━━ Provided information ━━
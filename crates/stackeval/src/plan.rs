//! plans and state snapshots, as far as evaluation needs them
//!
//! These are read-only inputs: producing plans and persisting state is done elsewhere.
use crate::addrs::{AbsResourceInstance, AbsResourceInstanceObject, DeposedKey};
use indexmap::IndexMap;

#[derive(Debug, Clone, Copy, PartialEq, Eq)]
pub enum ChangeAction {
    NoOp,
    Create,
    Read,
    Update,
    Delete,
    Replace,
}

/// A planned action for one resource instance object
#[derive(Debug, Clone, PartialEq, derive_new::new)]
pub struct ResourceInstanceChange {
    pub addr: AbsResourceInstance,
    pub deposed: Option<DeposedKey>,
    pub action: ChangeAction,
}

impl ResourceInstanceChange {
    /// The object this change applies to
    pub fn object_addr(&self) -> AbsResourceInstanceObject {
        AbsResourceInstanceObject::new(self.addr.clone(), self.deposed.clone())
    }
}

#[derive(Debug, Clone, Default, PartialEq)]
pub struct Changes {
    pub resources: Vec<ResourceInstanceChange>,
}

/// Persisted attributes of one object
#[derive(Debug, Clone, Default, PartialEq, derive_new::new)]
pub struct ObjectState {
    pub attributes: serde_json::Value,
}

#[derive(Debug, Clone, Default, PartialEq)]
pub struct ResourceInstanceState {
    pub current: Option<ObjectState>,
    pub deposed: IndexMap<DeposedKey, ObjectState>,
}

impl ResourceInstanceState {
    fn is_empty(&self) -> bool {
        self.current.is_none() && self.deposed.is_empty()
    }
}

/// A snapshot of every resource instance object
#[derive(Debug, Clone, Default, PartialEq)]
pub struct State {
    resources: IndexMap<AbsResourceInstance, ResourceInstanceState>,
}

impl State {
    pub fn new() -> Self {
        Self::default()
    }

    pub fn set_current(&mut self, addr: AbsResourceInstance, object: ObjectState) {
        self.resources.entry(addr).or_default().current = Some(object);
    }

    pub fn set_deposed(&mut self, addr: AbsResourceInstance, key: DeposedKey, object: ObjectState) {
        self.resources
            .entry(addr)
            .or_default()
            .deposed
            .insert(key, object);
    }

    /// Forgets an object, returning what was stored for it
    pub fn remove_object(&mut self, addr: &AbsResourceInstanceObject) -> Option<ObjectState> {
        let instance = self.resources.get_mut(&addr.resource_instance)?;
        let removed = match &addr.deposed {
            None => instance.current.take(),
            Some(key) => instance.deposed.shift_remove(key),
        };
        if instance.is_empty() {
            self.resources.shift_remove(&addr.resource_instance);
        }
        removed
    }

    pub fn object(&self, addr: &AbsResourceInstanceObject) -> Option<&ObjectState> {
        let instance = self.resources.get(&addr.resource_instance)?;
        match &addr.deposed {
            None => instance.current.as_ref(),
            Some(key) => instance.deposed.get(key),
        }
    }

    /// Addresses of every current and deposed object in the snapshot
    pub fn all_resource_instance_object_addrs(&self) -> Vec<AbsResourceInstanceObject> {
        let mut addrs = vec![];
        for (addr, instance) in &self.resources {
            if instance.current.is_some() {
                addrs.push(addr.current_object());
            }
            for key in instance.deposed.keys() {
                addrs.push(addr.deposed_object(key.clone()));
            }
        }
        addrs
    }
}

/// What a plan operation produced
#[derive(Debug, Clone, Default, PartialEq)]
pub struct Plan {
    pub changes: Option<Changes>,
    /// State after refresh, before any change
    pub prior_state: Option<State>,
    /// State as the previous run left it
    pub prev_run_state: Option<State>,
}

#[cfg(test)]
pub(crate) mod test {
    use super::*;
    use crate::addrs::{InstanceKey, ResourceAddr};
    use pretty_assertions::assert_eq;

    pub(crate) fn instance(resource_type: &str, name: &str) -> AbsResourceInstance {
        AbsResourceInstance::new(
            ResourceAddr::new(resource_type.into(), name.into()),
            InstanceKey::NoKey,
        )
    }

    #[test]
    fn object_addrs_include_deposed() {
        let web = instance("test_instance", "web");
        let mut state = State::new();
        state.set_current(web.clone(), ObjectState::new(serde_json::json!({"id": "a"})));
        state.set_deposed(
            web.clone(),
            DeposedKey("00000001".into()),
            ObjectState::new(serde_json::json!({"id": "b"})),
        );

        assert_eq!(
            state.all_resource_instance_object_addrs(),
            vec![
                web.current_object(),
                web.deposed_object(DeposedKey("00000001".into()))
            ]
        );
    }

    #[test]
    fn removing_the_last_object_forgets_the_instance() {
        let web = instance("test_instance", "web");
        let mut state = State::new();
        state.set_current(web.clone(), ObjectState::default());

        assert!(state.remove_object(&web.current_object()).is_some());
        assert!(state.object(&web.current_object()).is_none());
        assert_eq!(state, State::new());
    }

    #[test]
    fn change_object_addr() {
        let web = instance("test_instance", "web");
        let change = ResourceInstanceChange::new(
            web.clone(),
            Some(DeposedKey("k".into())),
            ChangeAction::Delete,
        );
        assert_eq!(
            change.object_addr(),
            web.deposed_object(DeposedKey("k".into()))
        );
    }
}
━━━
━━ Provided information ━━
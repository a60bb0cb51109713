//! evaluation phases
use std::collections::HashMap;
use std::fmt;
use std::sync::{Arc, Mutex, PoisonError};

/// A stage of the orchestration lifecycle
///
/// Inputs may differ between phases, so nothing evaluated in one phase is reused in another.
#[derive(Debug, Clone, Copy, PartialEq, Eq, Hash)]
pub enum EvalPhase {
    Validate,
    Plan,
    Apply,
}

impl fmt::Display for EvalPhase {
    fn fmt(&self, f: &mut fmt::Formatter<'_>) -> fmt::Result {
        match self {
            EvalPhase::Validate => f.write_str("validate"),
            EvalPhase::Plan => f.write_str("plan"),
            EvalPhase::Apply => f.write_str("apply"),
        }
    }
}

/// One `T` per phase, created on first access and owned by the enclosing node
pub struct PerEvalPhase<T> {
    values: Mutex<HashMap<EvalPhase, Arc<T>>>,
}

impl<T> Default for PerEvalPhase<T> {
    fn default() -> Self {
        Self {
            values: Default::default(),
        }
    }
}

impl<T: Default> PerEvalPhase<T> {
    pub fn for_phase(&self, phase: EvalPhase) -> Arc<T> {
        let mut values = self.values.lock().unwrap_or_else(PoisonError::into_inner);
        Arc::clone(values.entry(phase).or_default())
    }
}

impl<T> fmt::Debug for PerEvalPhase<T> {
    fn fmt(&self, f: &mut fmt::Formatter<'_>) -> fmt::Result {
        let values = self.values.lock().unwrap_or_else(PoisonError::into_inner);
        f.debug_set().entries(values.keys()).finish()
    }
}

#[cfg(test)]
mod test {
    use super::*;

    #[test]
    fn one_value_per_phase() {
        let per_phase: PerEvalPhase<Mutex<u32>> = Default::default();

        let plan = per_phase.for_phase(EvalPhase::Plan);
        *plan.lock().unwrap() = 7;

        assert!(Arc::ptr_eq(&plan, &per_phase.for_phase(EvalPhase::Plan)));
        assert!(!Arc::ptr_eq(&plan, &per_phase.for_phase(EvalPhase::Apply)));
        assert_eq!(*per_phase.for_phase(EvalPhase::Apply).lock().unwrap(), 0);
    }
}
━━━
- [Aim of the task]
Only the lines above that hold "lock" are wanted. Show every one of them.

- [Exercise answer]
        let mut values = self.values.lock().unwrap_or_else(PoisonError::into_inner);
        let values = self.values.lock().unwrap_or_else(PoisonError::into_inner);
        *plan.lock().unwrap() = 7;
        assert_eq!(*per_phase.for_phase(EvalPhase::Apply).lock().unwrap(), 0);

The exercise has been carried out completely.